PS 65-113 - Predicting plant compositional responses to grazing with a functional traits model

Thursday, August 11, 2011
Exhibit Hall 3, Austin Convention Center
Anne Zemmrich, Department of Ecosystem Science & Management, Texas A&M University, College Station, TX, David D. Briske, Ecosystem Science and Management, Texas A&M University, College Station, TX, James R. Kiniry, Grassland, Soil, and Water Research Laboratory, USDA-ARS, Temple, TX and Jay Angerer, Texas Agrilife Blackland Research and Extension Center, Texas A&M University, Temple, TX
Background/Question/Methods

Plant functional classification schemes arrange plants according to their patterns of morphological, physiological, and phenological traits and they attempt to establish response functional groups by aggregating those species with the same behavior in response to environmental disturbances such as grazing. Plant traits have been variously correlated with grazing along broad environmental gradients during the past 2 decades, but the prediction of species compositional change to large herbivores grazing in specific communities has received far less attention. We have developed a predictive framework of plant response to grazing that is founded upon the a priori approach to functional group construction that can be applied to diverse plant communities to inform management of grazed ecosystems.

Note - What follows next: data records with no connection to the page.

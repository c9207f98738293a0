//! CLI command implementations.

pub mod config;
pub mod eval;
pub mod lint;
pub mod token;
pub mod version;
// Location hierarchy endpoints: tree walk, name lookups, creates, site update.

use serde_json::Value;

use crate::Error;
use crate::client::InventoryClient;
use crate::types::{
    BuildingCreate, BuildingResponse, CreatedResponse, FloorCreate, FloorResponse, LocationCreate,
    Page, SITE_READ_ONLY_FIELDS, SiteCreate, SiteResponse, TreeNodeResponse,
};

impl InventoryClient {
    // ── Tree ─────────────────────────────────────────────────────────

    /// List one level of the location tree.
    ///
    /// `None` returns the root (Global) node(s); `Some(id)` returns the
    /// direct children of that node.
    pub async fn location_tree(
        &self,
        parent_id: Option<i64>,
    ) -> Result<Vec<TreeNodeResponse>, Error> {
        let mut params = vec![("expandChildren", "false".to_owned())];
        if let Some(id) = parent_id {
            params.push(("parentId", id.to_string()));
        }
        self.get_with_params("locations/tree", &params).await
    }

    // ── Lookups ──────────────────────────────────────────────────────

    pub async fn find_sites(&self, name: &str) -> Result<Page<SiteResponse>, Error> {
        self.get_with_params("locations/site", &[("name", name.to_owned())])
            .await
    }

    pub async fn find_buildings(&self, name: &str) -> Result<Page<BuildingResponse>, Error> {
        self.get_with_params("locations/building", &[("name", name.to_owned())])
            .await
    }

    pub async fn find_floors(&self, name: &str) -> Result<Page<FloorResponse>, Error> {
        self.get_with_params("locations/floor", &[("name", name.to_owned())])
            .await
    }

    // ── Creates ──────────────────────────────────────────────────────

    /// Create a location group (site group).
    pub async fn create_location(&self, body: &LocationCreate) -> Result<CreatedResponse, Error> {
        self.post("locations", body).await
    }

    pub async fn create_site(&self, body: &SiteCreate) -> Result<CreatedResponse, Error> {
        self.post("locations/site", body).await
    }

    pub async fn create_building(&self, body: &BuildingCreate) -> Result<CreatedResponse, Error> {
        self.post("locations/building", body).await
    }

    pub async fn create_floor(&self, body: &FloorCreate) -> Result<CreatedResponse, Error> {
        self.post("locations/floor", body).await
    }

    // ── Site update ──────────────────────────────────────────────────

    /// Write a site record back with a new country code.
    ///
    /// The record is sent as fetched, minus the server-managed fields.
    pub async fn update_site_country(
        &self,
        site: &SiteResponse,
        country_code: u32,
    ) -> Result<(), Error> {
        let mut body = site.other.clone();
        for field in SITE_READ_ONLY_FIELDS {
            body.remove(*field);
        }
        body.insert("name".into(), Value::from(site.name.clone()));
        if let Some(parent) = site.parent_id {
            body.insert("parent_id".into(), Value::from(parent));
        }
        body.insert("country_code".into(), Value::from(country_code));

        self.put_no_response(&format!("locations/site/{}", site.id), &Value::Object(body))
            .await
    }
}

This framework is interfaced with the PHYGROW plant simulation model which provides the capacity to incorporate soil and climatic conditions into plant responses and to predict temporal patterns of community composition change at various grazing intensities.

Results/Conclusions

This trait-based framework integrates various ecological approaches and concepts across increasing ecological scales because: 1) it is based on homogenous ecological sites to minimize confounding effects among trait responses due to environmental heterogeneity, 2) it translates the avoidance and tolerance strategies of grazing resistance into trait categories based on empirical data and ecological theory, 3) it ranks the relative survival and performance of plants in response to grazing according to their possession of unique categories of tolerance and avoidance traits, 4) it scales the concept of grazing resistance from the traits associated with individual plants to entire communities, and 5) it attempts to link grazing response traits with plant strategies and plant performance at various grazing intensities. Comparing grazing response groups as outcomes of model simulations with field data we show various options of model adjustment to specific environments and grazing intensities.